## Problem to work on
The reply should hold only the lines below from the one with "assert!(matches!(err, AppError::AuthenticationError(msg) if" to the end, each copied exactly.

Dataset entries:
○ ○ ○ ○
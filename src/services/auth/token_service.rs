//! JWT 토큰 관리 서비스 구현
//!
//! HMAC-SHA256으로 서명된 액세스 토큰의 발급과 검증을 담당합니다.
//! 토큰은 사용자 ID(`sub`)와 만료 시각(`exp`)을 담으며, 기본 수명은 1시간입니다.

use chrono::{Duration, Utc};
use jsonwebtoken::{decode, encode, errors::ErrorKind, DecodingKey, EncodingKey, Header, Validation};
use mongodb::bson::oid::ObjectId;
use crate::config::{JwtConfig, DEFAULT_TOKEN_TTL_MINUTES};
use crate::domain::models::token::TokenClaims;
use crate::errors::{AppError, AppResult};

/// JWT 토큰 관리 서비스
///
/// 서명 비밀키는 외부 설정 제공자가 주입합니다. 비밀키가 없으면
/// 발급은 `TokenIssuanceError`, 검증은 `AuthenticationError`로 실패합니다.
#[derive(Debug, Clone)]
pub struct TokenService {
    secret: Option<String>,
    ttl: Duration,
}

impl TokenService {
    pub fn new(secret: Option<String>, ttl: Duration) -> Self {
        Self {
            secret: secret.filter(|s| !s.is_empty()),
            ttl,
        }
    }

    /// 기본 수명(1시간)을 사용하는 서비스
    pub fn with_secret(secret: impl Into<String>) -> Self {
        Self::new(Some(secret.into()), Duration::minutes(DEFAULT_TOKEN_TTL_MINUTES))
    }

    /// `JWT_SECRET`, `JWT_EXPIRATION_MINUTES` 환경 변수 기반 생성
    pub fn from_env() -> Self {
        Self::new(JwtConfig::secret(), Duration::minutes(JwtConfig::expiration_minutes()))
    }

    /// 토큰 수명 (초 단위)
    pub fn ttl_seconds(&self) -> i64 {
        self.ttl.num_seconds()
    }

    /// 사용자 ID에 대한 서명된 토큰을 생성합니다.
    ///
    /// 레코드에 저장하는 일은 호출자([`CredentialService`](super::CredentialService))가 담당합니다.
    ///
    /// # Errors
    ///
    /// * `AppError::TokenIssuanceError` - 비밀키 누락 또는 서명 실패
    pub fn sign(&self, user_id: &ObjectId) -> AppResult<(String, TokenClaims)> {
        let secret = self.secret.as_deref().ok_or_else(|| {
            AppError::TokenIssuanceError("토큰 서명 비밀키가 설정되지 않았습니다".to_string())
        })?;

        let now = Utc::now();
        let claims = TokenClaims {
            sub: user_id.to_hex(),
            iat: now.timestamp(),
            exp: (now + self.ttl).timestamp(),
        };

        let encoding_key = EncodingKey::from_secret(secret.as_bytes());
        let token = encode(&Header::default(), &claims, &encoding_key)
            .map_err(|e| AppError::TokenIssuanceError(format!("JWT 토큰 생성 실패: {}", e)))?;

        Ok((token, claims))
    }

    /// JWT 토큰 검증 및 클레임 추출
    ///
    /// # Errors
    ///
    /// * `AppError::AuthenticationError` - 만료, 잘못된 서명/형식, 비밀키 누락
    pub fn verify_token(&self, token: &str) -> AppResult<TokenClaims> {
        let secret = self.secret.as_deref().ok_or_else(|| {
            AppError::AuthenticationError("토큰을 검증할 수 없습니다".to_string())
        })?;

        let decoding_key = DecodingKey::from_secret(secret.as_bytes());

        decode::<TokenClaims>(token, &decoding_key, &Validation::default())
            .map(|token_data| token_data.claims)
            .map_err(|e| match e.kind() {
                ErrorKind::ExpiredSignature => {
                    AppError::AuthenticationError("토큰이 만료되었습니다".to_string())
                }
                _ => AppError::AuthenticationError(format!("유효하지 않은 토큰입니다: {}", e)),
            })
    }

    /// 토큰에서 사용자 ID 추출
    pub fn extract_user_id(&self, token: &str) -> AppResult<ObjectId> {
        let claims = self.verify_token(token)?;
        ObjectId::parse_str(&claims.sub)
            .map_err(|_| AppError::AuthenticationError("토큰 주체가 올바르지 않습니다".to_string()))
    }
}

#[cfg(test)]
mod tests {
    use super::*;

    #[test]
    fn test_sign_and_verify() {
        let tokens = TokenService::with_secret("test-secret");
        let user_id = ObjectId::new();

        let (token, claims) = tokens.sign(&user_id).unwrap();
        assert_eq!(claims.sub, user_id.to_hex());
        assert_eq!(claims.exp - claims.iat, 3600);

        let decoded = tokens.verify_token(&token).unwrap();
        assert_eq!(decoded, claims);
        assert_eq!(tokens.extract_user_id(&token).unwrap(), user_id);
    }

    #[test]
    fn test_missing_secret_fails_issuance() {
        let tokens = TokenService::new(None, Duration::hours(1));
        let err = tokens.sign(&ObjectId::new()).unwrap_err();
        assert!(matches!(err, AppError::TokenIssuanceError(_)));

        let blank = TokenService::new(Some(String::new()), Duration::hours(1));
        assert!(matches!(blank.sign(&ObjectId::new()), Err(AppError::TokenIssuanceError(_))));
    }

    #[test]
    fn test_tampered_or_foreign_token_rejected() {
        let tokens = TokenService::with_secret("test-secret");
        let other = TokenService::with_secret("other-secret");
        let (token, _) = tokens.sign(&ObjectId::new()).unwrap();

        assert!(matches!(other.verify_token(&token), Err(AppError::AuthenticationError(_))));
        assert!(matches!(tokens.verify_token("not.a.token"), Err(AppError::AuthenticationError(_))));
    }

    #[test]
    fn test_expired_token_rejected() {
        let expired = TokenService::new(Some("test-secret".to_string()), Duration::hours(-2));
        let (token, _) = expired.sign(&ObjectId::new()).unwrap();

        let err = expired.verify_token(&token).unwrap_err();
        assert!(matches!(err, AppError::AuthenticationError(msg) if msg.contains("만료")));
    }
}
○ ○ ○ ○
## Answer section
        assert!(matches!(err, AppError::AuthenticationError(msg) if msg.contains("만료")));
    }
}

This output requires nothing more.